_About this exercise_
Give the records again in full, exactly as they appear.

_Input records_
// File: brb-core/src/duration.rs
//
// Countdown lengths come in as "90s", "5m", "1h30m", "1.5h" and so on: a run of
// <number><unit> pairs with nothing in between. The same compact form is used
// when the remaining time is shown to viewers.

use std::time::Duration;
use once_cell::sync::Lazy;
use regex::Regex;
use crate::Error;

const NANOS_PER_SEC: u128 = 1_000_000_000;

/// Fraction digits past this point cannot change a nanosecond count.
const MAX_FRACTION_DIGITS: usize = 18;

/// One `<number><unit>` pair. ASCII digits only.
static COMPONENT: Lazy<Result<Regex, regex::Error>> =
    Lazy::new(|| Regex::new(r"([0-9]+(?:\.[0-9]*)?|\.[0-9]+)(ns|us|µs|μs|ms|s|m|h)"));

/// Parses a unit-suffixed duration string.
///
/// The bare string `"0"` is accepted. Signs are rejected because a negative
/// countdown has nothing to count.
pub fn parse_duration(input: &str) -> Result<Duration, Error> {
    if input.is_empty() {
        return Err(Error::duration_parse(input, "empty duration"));
    }
    if input.starts_with('-') || input.starts_with('+') {
        return Err(Error::duration_parse(input, "signed durations are not supported"));
    }
    if input == "0" {
        return Ok(Duration::ZERO);
    }

    let component = COMPONENT
        .as_ref()
        .map_err(|e| Error::duration_parse(input, e.to_string()))?;

    let mut total_nanos: u128 = 0;
    let mut cursor = 0;
    for caps in component.captures_iter(input) {
        let (Some(whole), Some(number), Some(unit)) = (caps.get(0), caps.get(1), caps.get(2)) else {
            continue;
        };
        if whole.start() != cursor {
            return Err(unexpected_text(input, cursor));
        }
        cursor = whole.end();

        let nanos = component_nanos(number.as_str(), unit_nanos(unit.as_str()))
            .ok_or_else(|| Error::duration_parse(input, "duration out of range"))?;
        total_nanos = total_nanos
            .checked_add(nanos)
            .ok_or_else(|| Error::duration_parse(input, "duration out of range"))?;
    }

    if cursor != input.len() {
        let rest = &input[cursor..];
        if rest.chars().all(|c| c.is_ascii_digit() || c == '.') {
            return Err(Error::duration_parse(input, "missing unit"));
        }
        return Err(unexpected_text(input, cursor));
    }

    let secs = u64::try_from(total_nanos / NANOS_PER_SEC)
        .map_err(|_| Error::duration_parse(input, "duration out of range"))?;
    // The remainder of a division by 1e9 always fits.
    let subsec = (total_nanos % NANOS_PER_SEC) as u32;
    Ok(Duration::new(secs, subsec))
}

fn unexpected_text(input: &str, at: usize) -> Error {
    let rest = &input[at..];
    Error::duration_parse(input, format!("unexpected {:?}", rest))
}

fn unit_nanos(unit: &str) -> u128 {
    match unit {
        "ns" => 1,
        "us" | "µs" | "μs" => 1_000,
        "ms" => 1_000_000,
        "s" => NANOS_PER_SEC,
        "m" => 60 * NANOS_PER_SEC,
        _ => 3_600 * NANOS_PER_SEC,
    }
}

/// Converts one `<number>` (possibly fractional) into nanoseconds for the given unit.
fn component_nanos(number: &str, unit: u128) -> Option<u128> {
    let (whole, fraction) = number.split_once('.').unwrap_or((number, ""));

    let whole: u128 = if whole.is_empty() { 0 } else { whole.parse().ok()? };
    let mut nanos = whole.checked_mul(unit)?;

    let fraction = &fraction[..fraction.len().min(MAX_FRACTION_DIGITS)];
    if !fraction.is_empty() {
        let digits: u128 = fraction.parse().ok()?;
        let scale = 10u128.checked_pow(u32::try_from(fraction.len()).ok()?)?;
        nanos = nanos.checked_add(digits.checked_mul(unit)? / scale)?;
    }
    Some(nanos)
}

/// Formats whole seconds the way durations are written on the command line:
/// `0s`, `45s`, `1m0s`, `1h2m3s`. Anything below a second is dropped.
pub fn format_duration(d: Duration) -> String {
    let total = d.as_secs();
    let hours = total / 3600;
    let minutes = total / 60 % 60;
    let seconds = total % 60;

    if hours > 0 {
        format!("{}h{}m{}s", hours, minutes, seconds)
    } else if minutes > 0 {
        format!("{}m{}s", minutes, seconds)
    } else {
        format!("{}s", seconds)
    }
}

_Response to the task_
// File: brb-core/src/duration.rs
//
// Countdown lengths come in as "90s", "5m", "1h30m", "1.5h" and so on: a run of
// <number><unit> pairs with nothing in between. The same compact form is used
// when the remaining time is shown to viewers.

use std::time::Duration;
use once_cell::sync::Lazy;
use regex::Regex;
use crate::Error;

const NANOS_PER_SEC: u128 = 1_000_000_000;

/// Fraction digits past this point cannot change a nanosecond count.
const MAX_FRACTION_DIGITS: usize = 18;

/// One `<number><unit>` pair. ASCII digits only.
static COMPONENT: Lazy<Result<Regex, regex::Error>> =
    Lazy::new(|| Regex::new(r"([0-9]+(?:\.[0-9]*)?|\.[0-9]+)(ns|us|µs|μs|ms|s|m|h)"));

/// Parses a unit-suffixed duration string.
///
/// The bare string `"0"` is accepted. Signs are rejected because a negative
/// countdown has nothing to count.
pub fn parse_duration(input: &str) -> Result<Duration, Error> {
    if input.is_empty() {
        return Err(Error::duration_parse(input, "empty duration"));
    }
    if input.starts_with('-') || input.starts_with('+') {
        return Err(Error::duration_parse(input, "signed durations are not supported"));
    }
    if input == "0" {
        return Ok(Duration::ZERO);
    }

    let component = COMPONENT
        .as_ref()
        .map_err(|e| Error::duration_parse(input, e.to_string()))?;

    let mut total_nanos: u128 = 0;
    let mut cursor = 0;
    for caps in component.captures_iter(input) {
        let (Some(whole), Some(number), Some(unit)) = (caps.get(0), caps.get(1), caps.get(2)) else {
            continue;
        };
        if whole.start() != cursor {
            return Err(unexpected_text(input, cursor));
        }
        cursor = whole.end();

        let nanos = component_nanos(number.as_str(), unit_nanos(unit.as_str()))
            .ok_or_else(|| Error::duration_parse(input, "duration out of range"))?;
        total_nanos = total_nanos
            .checked_add(nanos)
            .ok_or_else(|| Error::duration_parse(input, "duration out of range"))?;
    }

    if cursor != input.len() {
        let rest = &input[cursor..];
        if rest.chars().all(|c| c.is_ascii_digit() || c == '.') {
            return Err(Error::duration_parse(input, "missing unit"));
        }
        return Err(unexpected_text(input, cursor));
    }

    let secs = u64::try_from(total_nanos / NANOS_PER_SEC)
        .map_err(|_| Error::duration_parse(input, "duration out of range"))?;
    // The remainder of a division by 1e9 always fits.
    let subsec = (total_nanos % NANOS_PER_SEC) as u32;
    Ok(Duration::new(secs, subsec))
}

fn unexpected_text(input: &str, at: usize) -> Error {
    let rest = &input[at..];
    Error::duration_parse(input, format!("unexpected {:?}", rest))
}

fn unit_nanos(unit: &str) -> u128 {
    match unit {
        "ns" => 1,
        "us" | "µs" | "μs" => 1_000,
        "ms" => 1_000_000,
        "s" => NANOS_PER_SEC,
        "m" => 60 * NANOS_PER_SEC,
        _ => 3_600 * NANOS_PER_SEC,
    }
}

/// Converts one `<number>` (possibly fractional) into nanoseconds for the given unit.
fn component_nanos(number: &str, unit: u128) -> Option<u128> {
    let (whole, fraction) = number.split_once('.').unwrap_or((number, ""));

    let whole: u128 = if whole.is_empty() { 0 } else { whole.parse().ok()? };
    let mut nanos = whole.checked_mul(unit)?;

    let fraction = &fraction[..fraction.len().min(MAX_FRACTION_DIGITS)];
    if !fraction.is_empty() {
        let digits: u128 = fraction.parse().ok()?;
        let scale = 10u128.checked_pow(u32::try_from(fraction.len()).ok()?)?;
        nanos = nanos.checked_add(digits.checked_mul(unit)? / scale)?;
    }
    Some(nanos)
}

/// Formats whole seconds the way durations are written on the command line:
/// `0s`, `45s`, `1m0s`, `1h2m3s`. Anything below a second is dropped.
pub fn format_duration(d: Duration) -> String {
    let total = d.as_secs();
    let hours = total / 3600;
    let minutes = total / 60 % 60;
    let seconds = total % 60;

    if hours > 0 {
        format!("{}h{}m{}s", hours, minutes, seconds)
    } else if minutes > 0 {
        format!("{}m{}s", minutes, seconds)
    } else {
        format!("{}s", seconds)
    }
}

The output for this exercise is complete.